The next day, daughters, husbands and dad were back again, this time with two preteens in tow. The kids clearly didn’t want to be there, especially when mom pushed them to the bedside of the unresponsive woman, ordering them to “say hello to Gramma.” At that cue, the girl-child began a continuous whining that didn’t let up for over an hour, while the boy-child pestered Grampa for change for snacks and soda from the hospital vending machines. By now the traffic back and forth past the foot of my bed was continuous. I tried to sleep, but I may as well have been lying in the main terminal of Logan Airport. Once I opened my eyes to see Junior’s face poking through the curtain, his open jaws working on a huge hunk of chocolate as he stared dully at me. I scowled back and his head disappeared behind curtain again. The daughters by this time were camped around their mother’s bed. Someone had brought lunch, and they used the old woman’s mattress as a dining table, passing sandwiches and potato chips over her supine form, chatting as if on a picnic.

Soon the elderly woman’s physician came in and in hushed tones gave the family an assessment of their mother’s condition. Judging from the wailing and cries of dismay and denial that greeted his report, the news wasn’t good. The doctor had apparently asked if the family would like a priest to administer last rites, because once he left one of the women began shouting at her unresponsive mother, “The doctor is sending Father in to see you. He’s going to say some prayers and he’ll make you ALL BETTER.” I was never happier for the curtain separating my space from theirs at that moment, because I was too tired to hide the expression on my face.

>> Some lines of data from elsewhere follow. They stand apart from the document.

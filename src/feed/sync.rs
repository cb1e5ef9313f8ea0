//! Fetch → parse → deduplicate pipeline.
//!
//! [`FeedSyncEngine::subscribe`] performs the first load of a feed and
//! [`FeedSyncEngine::refresh`] finds entries that appeared since. Both share
//! the same retrieval and parsing step.

use std::collections::HashSet;
use std::sync::Arc;

use thiserror::Error;
use tracing::debug;

use crate::feed::endpoint::{EndpointError, RetrievalEndpoint};
use crate::feed::fetcher::{Fetcher, TransportError};
use crate::feed::ids::IdGenerator;
use crate::feed::parser::{FeedParser, ParseError};
use crate::feed::types::{Feed, ParsedEntry, ParsedFeed, Post, Subscription};
use crate::feedback::FeedbackKey;

/// Failure of a subscribe or refresh run.
#[derive(Error, Debug, Clone, PartialEq, Eq)]
pub enum SyncError {
    /// The feed could not be retrieved.
    #[error("network error: {0}")]
    Network(String),

    /// The retrieved document is not a usable feed.
    #[error("parser error: {0}")]
    Parser(String),

    /// Anything else; callers must not swallow it.
    #[error("unknown error: {0}")]
    Unknown(String),
}

impl SyncError {
    /// Feedback for recoverable errors, `None` for [`SyncError::Unknown`].
    pub fn feedback_key(&self) -> Option<FeedbackKey> {
        match self {
            SyncError::Network(_) => Some(FeedbackKey::Network),
            SyncError::Parser(_) => Some(FeedbackKey::ParserError),
            SyncError::Unknown(_) => None,
        }
    }
}

impl From<TransportError> for SyncError {
    fn from(e: TransportError) -> Self {
        match e {
            TransportError::Client(_) => SyncError::Unknown(e.to_string()),
            _ => SyncError::Network(e.to_string()),
        }
    }
}

impl From<EndpointError> for SyncError {
    fn from(e: EndpointError) -> Self {
        match e {
            EndpointError::RequestUrl(_) => SyncError::Unknown(e.to_string()),
            EndpointError::Upstream(_) | EndpointError::Envelope(_) => {
                SyncError::Network(e.to_string())
            }
        }
    }
}

impl From<ParseError> for SyncError {
    fn from(e: ParseError) -> Self {
        SyncError::Parser(e.to_string())
    }
}

/// Retrieves feeds and mints feed/post records.
pub struct FeedSyncEngine {
    fetcher: Arc<dyn Fetcher>,
    parser: Arc<dyn FeedParser>,
    ids: Arc<dyn IdGenerator>,
    endpoint: RetrievalEndpoint,
}

impl FeedSyncEngine {
    /// Create an engine from its collaborators.
    pub fn new(
        fetcher: Arc<dyn Fetcher>,
        parser: Arc<dyn FeedParser>,
        ids: Arc<dyn IdGenerator>,
        endpoint: RetrievalEndpoint,
    ) -> Self {
        Self {
            fetcher,
            parser,
            ids,
            endpoint,
        }
    }

    /// The endpoint requests are routed through.
    pub fn endpoint(&self) -> &RetrievalEndpoint {
        &self.endpoint
    }

    /// Load a feed for the first time.
    ///
    /// Mints a new [`Feed`] and one [`Post`] per distinct entry, in parser
    /// order. Nothing is minted when retrieval or parsing fails.
    pub async fn subscribe(&self, url: &str) -> Result<Subscription, SyncError> {
        let parsed = self.load(url).await?;

        let feed = Feed {
            id: self.ids.next_feed_id(),
            url: url.to_string(),
            title: parsed.title,
            description: parsed.description,
        };
        let posts = self.mint_posts(&feed, parsed.entries, &HashSet::new());

        debug!(
            "Subscribed to {} ({}): {} post(s)",
            feed.url,
            feed.id,
            posts.len()
        );

        Ok(Subscription { feed, posts })
    }

    /// Fetch `feed` again and return posts for entries whose guid is not in
    /// `known_guids`, in parser order.
    pub async fn refresh(
        &self,
        feed: &Feed,
        known_guids: &HashSet<String>,
    ) -> Result<Vec<Post>, SyncError> {
        let parsed = self.load(&feed.url).await?;
        let posts = self.mint_posts(feed, parsed.entries, known_guids);

        debug!("Refreshed {}: {} new post(s)", feed.id, posts.len());

        Ok(posts)
    }

    /// Retrieve and parse the document behind `url`.
    async fn load(&self, url: &str) -> Result<ParsedFeed, SyncError> {
        let request_url = self.endpoint.request_url(url)?;
        let body = self.fetcher.get(&request_url).await?;
        let document = self.endpoint.extract_document(body)?;
        Ok(self.parser.parse(&document)?)
    }

    /// Mint posts for entries with unseen guids. An entry repeating a guid
    /// earlier in the same document is dropped.
    fn mint_posts(
        &self,
        feed: &Feed,
        entries: Vec<ParsedEntry>,
        known_guids: &HashSet<String>,
    ) -> Vec<Post> {
        let mut seen: HashSet<String> = HashSet::new();
        entries
            .into_iter()
            .filter(|entry| !known_guids.contains(&entry.guid))
            .filter(|entry| seen.insert(entry.guid.clone()))
            .map(|entry| entry.into_post(self.ids.next_post_id(), feed.id))
            .collect()
    }
}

My duty nurse came in to change the dressing on my sutures. “How was your night?” she asked, and in response I grabbed her arm with the inhuman strength that comes to the truly desperate.

“You’ve got to get me a different room,” I told her. “I can’t stand it anymore. She babbled all night and I didn’t get more than fifteen minutes of sleep at a time.” Whispering through clenched teeth, I added, “And her family is driving me nuts. I feel like a freaking sideshow.”

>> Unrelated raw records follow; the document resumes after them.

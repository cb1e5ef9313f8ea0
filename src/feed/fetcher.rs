//! Feed retrieval.
//!
//! The sync engine only depends on the [`Fetcher`] trait; [`ReqwestFetcher`]
//! is the HTTP implementation used by the binary.

use std::time::Duration;

use async_trait::async_trait;
use reqwest::Client;
use thiserror::Error;
use tracing::debug;

use crate::config::FetchConfig;
use crate::feed::charset::decode_document;

/// Transport-level failure reported by a [`Fetcher`].
#[derive(Error, Debug, Clone, PartialEq, Eq)]
pub enum TransportError {
    /// The request could not be sent or the response could not be read.
    #[error("request failed: {0}")]
    Request(String),

    /// The server answered with a non-success status.
    #[error("HTTP error: {0}")]
    Status(u16),

    /// The response body exceeds the configured limit.
    #[error("response too large: {actual} bytes (max {max} bytes)")]
    TooLarge {
        /// Configured limit.
        max: u64,
        /// Observed or announced size.
        actual: u64,
    },

    /// The HTTP client itself could not be set up.
    #[error("failed to create HTTP client: {0}")]
    Client(String),
}

/// Retrieves raw response bodies.
#[async_trait]
pub trait Fetcher: Send + Sync {
    /// GET `url` and return the body as UTF-8 text.
    async fn get(&self, url: &str) -> Result<String, TransportError>;
}

/// HTTP fetcher with timeouts, a redirect limit and a body size limit.
pub struct ReqwestFetcher {
    client: Client,
    max_body_bytes: u64,
}

impl ReqwestFetcher {
    /// Create a fetcher from the fetch configuration.
    pub fn new(config: &FetchConfig) -> Result<Self, TransportError> {
        let client = Client::builder()
            .connect_timeout(Duration::from_secs(config.connect_timeout_secs))
            .read_timeout(Duration::from_secs(config.read_timeout_secs))
            .timeout(Duration::from_secs(config.total_timeout_secs))
            .redirect(reqwest::redirect::Policy::limited(config.max_redirects))
            .user_agent(config.user_agent.as_str())
            .build()
            .map_err(|e| TransportError::Client(e.to_string()))?;

        Ok(Self {
            client,
            max_body_bytes: config.max_body_bytes,
        })
    }
}

#[async_trait]
impl Fetcher for ReqwestFetcher {
    async fn get(&self, url: &str) -> Result<String, TransportError> {
        debug!("GET {}", url);

        let response = self
            .client
            .get(url)
            .send()
            .await
            .map_err(|e| TransportError::Request(e.to_string()))?;

        if !response.status().is_success() {
            return Err(TransportError::Status(response.status().as_u16()));
        }

        if let Some(content_length) = response.content_length() {
            if content_length > self.max_body_bytes {
                return Err(TransportError::TooLarge {
                    max: self.max_body_bytes,
                    actual: content_length,
                });
            }
        }

        let content_type = response
            .headers()
            .get(reqwest::header::CONTENT_TYPE)
            .and_then(|value| value.to_str().ok())
            .map(str::to_string);

        let bytes = response
            .bytes()
            .await
            .map_err(|e| TransportError::Request(format!("failed to read response: {e}")))?;

        if bytes.len() as u64 > self.max_body_bytes {
            return Err(TransportError::TooLarge {
                max: self.max_body_bytes,
                actual: bytes.len() as u64,
            });
        }

        Ok(decode_document(&bytes, content_type.as_deref()))
    }
}

#[cfg(test)]
mod tests {
    use super::*;
    use crate::feed::parser::{FeedParser, FeedRsParser};
    use wiremock::matchers::{method, path};
    use wiremock::{Mock, MockServer, ResponseTemplate};

    fn fetcher(max_body_bytes: u64) -> ReqwestFetcher {
        let config = FetchConfig {
            max_body_bytes,
            ..FetchConfig::default()
        };
        ReqwestFetcher::new(&config).unwrap()
    }

    #[tokio::test]
    async fn test_get_returns_body() {
        let server = MockServer::start().await;
        Mock::given(method("GET"))
            .and(path("/rss"))
            .respond_with(ResponseTemplate::new(200).set_body_string("<rss/>"))
            .mount(&server)
            .await;

        let body = fetcher(1024)
            .get(&format!("{}/rss", server.uri()))
            .await
            .unwrap();
        assert_eq!(body, "<rss/>");
    }

    #[tokio::test]
    async fn test_get_decodes_declared_charset() {
        let server = MockServer::start().await;
        let doc = r#"<?xml version="1.0" encoding="windows-1251"?>
<rss version="2.0"><channel><title>Новости</title><description>d</description>
<item><title>Первая</title><link>https://example.com/1</link><guid>1</guid></item>
</channel></rss>"#;
        let (bytes, _, _) = encoding_rs::WINDOWS_1251.encode(doc);
        Mock::given(method("GET"))
            .respond_with(
                ResponseTemplate::new(200).set_body_raw(bytes.into_owned(), "application/rss+xml"),
            )
            .mount(&server)
            .await;

        let body = fetcher(4096).get(&server.uri()).await.unwrap();
        let feed = FeedRsParser.parse(&body).unwrap();

        assert_eq!(feed.title, "Новости");
        assert_eq!(feed.entries[0].title, "Первая");
    }

    #[tokio::test]
    async fn test_get_non_success_status() {
        let server = MockServer::start().await;
        Mock::given(method("GET"))
            .respond_with(ResponseTemplate::new(503))
            .mount(&server)
            .await;

        let result = fetcher(1024).get(&server.uri()).await;
        assert_eq!(result, Err(TransportError::Status(503)));
    }

    #[tokio::test]
    async fn test_get_body_too_large() {
        let server = MockServer::start().await;
        Mock::given(method("GET"))
            .respond_with(ResponseTemplate::new(200).set_body_string("x".repeat(64)))
            .mount(&server)
            .await;

        let result = fetcher(16).get(&server.uri()).await;
        assert!(matches!(
            result,
            Err(TransportError::TooLarge { max: 16, .. })
        ));
    }

    #[tokio::test]
    async fn test_get_connection_refused() {
        // Bind and drop a listener to get a port nobody is listening on.
        let listener = std::net::TcpListener::bind("127.0.0.1:0").unwrap();
        let addr = listener.local_addr().unwrap();
        drop(listener);

        let result = fetcher(1024).get(&format!("http://{addr}/rss")).await;
        assert!(matches!(result, Err(TransportError::Request(_))));
    }

    #[test]
    fn test_transport_error_display() {
        assert_eq!(TransportError::Status(404).to_string(), "HTTP error: 404");
        assert_eq!(
            TransportError::TooLarge { max: 10, actual: 20 }.to_string(),
            "response too large: 20 bytes (max 10 bytes)"
        );
    }
}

The nurse looked past me at the gathering on the other side of the room. “You don’t look good,” she agreed. “I’ll have them move you to the first vacant room we get. Try to hold out until then.”

When the orderlies finally came three hours later to wheel my bed to my new room, I felt rather than saw the family watch me go. “What was her problem?” one of them asked, without even bothering to lower her voice. I didn’t hear the response. I didn’t care. I just wanted to be out of there.

As it was, the continuous disturbance hampered my recovery to the point where my oncologist delayed my discharge for two additional days. When that afternoon finally arrived, I waited in a wheelchair in the holding area, dressed in the loose clothing I had been told to bring prior to my hospitalization, while my husband brought the car around to take me home. Suddenly, two of my former roommate’s family members rounded the corner to take seats against the opposite site of the lounge. The father recognized me first, and somehow managed a smile that was weary but genuine. “Going home?” he said.

I smiled back and nodded.

The daughter, a sullen woman in a pair of badly fitting stretch pants and a pullover tent top, gave me the once-over and then said in a flat, hostile voice, “You look good.”

I suppressed the urge to say, “No thanks to you or your sisters, you rude cow,” and instead smiled sweetly, viciously at her. “My oncologist told me that I’m probably cancer-free,” I said. If she resented my recovery that much, I would more than oblige her. Payback time.

Two days later, I saw the obituary. The old woman had died the night after I had been discharged. I remember being relieved I wasn’t there.